DIRECTIONS
Where the word "DecodeRequest" occurs in a line of the listing, please copy the line.

RECORDS PROVIDED
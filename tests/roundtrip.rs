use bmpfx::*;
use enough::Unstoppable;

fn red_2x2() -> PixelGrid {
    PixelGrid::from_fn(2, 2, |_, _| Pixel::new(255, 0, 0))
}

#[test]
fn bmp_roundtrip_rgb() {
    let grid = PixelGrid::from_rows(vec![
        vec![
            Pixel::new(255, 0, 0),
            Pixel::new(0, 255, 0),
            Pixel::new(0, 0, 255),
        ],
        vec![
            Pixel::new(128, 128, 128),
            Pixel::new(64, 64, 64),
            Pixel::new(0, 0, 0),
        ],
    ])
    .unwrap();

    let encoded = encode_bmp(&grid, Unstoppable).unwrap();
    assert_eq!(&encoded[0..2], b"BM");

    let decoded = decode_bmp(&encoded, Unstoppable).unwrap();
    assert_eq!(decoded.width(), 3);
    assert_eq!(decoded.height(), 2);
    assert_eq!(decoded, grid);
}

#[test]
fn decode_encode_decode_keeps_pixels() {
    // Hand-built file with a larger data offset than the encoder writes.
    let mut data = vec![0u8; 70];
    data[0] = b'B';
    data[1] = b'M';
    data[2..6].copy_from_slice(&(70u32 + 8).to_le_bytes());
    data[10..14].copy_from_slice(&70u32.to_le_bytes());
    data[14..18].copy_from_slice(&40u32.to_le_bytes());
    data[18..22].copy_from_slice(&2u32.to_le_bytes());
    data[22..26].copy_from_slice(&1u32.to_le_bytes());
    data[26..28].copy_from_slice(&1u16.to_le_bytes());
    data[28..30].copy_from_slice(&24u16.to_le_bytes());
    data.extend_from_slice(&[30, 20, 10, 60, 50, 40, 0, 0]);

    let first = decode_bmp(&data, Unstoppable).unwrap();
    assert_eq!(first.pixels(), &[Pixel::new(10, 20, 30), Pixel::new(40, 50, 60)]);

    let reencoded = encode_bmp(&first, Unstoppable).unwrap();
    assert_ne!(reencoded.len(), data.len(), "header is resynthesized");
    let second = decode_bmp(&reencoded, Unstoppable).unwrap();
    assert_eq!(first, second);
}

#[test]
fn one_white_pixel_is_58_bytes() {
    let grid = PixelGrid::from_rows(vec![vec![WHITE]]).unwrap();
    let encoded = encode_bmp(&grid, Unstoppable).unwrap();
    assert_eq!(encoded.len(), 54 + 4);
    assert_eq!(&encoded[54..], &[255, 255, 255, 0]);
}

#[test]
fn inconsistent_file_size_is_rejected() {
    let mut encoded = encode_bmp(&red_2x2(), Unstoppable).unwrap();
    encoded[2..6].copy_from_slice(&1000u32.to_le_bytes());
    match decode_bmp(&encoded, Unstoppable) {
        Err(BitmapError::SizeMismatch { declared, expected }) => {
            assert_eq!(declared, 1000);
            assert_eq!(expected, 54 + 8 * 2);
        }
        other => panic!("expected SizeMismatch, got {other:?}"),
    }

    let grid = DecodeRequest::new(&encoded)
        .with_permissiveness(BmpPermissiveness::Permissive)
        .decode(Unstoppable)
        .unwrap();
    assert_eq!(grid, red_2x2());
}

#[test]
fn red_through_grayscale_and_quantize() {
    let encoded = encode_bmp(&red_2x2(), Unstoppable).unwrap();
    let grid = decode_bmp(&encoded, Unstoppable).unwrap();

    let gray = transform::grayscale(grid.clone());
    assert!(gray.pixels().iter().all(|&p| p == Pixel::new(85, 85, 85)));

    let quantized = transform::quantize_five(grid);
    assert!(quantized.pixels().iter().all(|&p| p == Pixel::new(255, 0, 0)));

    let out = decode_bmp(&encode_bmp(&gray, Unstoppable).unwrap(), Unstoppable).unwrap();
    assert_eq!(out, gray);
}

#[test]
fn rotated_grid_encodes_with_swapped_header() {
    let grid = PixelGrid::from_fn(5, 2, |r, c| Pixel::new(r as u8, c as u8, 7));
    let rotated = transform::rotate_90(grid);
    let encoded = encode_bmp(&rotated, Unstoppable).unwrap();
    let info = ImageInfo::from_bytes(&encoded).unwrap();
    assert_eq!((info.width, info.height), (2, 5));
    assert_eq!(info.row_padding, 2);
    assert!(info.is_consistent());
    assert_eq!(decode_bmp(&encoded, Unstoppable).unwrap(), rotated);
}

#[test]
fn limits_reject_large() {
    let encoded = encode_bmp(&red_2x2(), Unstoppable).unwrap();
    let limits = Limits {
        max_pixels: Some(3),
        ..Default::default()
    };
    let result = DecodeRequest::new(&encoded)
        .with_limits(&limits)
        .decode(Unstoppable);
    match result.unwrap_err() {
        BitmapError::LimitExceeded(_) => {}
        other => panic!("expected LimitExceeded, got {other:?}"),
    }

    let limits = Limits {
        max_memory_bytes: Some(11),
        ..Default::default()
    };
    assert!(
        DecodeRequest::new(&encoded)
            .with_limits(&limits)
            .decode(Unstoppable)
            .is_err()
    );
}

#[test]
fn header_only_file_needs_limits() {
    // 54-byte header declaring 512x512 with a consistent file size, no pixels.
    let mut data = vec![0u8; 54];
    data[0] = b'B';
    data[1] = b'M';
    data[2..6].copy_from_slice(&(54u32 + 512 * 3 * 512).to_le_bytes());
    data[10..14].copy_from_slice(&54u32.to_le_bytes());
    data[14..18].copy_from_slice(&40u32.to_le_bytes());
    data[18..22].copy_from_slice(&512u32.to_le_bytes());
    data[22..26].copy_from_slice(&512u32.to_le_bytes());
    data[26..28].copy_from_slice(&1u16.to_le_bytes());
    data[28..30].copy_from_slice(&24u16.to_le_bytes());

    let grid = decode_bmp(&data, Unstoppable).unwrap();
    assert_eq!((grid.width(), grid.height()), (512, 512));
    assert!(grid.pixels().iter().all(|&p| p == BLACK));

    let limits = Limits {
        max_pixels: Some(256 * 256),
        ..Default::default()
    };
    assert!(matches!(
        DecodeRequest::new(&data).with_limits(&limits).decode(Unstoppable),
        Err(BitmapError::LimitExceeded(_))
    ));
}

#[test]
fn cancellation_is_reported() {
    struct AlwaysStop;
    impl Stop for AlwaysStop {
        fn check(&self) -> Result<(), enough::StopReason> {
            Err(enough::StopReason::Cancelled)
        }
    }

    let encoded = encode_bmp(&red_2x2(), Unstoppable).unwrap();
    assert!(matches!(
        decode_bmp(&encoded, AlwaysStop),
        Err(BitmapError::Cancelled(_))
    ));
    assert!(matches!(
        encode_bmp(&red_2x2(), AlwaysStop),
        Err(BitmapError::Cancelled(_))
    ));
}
--
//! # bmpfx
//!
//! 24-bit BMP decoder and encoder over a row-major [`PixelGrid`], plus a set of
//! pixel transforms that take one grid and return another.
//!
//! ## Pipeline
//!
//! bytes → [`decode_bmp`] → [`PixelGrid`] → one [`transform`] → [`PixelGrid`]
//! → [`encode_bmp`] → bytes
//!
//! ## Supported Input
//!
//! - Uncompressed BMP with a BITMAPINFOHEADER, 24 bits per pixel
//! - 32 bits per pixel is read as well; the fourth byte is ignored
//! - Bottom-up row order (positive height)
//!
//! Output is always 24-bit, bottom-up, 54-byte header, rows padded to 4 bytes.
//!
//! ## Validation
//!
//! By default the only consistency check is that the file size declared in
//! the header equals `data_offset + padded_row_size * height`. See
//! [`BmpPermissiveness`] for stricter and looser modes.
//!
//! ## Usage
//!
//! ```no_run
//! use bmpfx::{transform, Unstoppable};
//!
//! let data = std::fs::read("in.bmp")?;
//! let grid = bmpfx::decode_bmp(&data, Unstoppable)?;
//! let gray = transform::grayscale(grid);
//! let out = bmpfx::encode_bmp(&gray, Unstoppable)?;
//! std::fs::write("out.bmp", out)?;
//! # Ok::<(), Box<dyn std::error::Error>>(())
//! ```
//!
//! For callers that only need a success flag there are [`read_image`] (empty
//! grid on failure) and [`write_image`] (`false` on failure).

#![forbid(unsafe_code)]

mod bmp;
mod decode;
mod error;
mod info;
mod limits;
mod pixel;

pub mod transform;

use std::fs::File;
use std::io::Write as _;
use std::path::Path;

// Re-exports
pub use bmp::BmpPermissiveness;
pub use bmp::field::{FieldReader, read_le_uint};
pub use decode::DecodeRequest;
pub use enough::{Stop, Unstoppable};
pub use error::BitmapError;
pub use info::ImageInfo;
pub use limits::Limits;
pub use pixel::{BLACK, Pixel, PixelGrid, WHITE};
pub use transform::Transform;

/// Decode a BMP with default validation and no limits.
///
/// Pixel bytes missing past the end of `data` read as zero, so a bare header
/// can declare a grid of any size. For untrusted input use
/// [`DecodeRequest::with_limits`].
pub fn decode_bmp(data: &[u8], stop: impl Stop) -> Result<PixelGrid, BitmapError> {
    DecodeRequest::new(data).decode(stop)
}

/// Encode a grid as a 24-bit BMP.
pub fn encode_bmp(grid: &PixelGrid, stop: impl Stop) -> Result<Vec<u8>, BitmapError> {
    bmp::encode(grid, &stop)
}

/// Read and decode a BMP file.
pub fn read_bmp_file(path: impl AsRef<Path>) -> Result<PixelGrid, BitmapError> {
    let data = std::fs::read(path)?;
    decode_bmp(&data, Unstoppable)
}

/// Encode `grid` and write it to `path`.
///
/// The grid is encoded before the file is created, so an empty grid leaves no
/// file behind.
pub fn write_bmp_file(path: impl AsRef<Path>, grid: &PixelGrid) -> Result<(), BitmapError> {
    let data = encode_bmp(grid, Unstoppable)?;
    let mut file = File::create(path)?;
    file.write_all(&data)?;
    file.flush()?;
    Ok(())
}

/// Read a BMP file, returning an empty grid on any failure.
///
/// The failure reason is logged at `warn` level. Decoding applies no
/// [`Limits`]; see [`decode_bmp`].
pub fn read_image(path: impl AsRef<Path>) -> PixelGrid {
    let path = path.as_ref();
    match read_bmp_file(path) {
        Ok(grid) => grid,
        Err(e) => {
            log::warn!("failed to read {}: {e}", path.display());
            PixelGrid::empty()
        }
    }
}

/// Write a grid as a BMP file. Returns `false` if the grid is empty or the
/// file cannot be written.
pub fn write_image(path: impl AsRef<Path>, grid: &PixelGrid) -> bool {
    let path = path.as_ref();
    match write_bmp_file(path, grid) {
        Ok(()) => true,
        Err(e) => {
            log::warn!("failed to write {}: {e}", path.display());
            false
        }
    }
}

SOLUTION FOR THIS TASK
    let grid = DecodeRequest::new(&encoded)
    let result = DecodeRequest::new(&encoded)
        DecodeRequest::new(&encoded)
        DecodeRequest::new(&data).with_limits(&limits).decode(Unstoppable),
pub use decode::DecodeRequest;
/// [`DecodeRequest::with_limits`].
    DecodeRequest::new(data).decode(stop)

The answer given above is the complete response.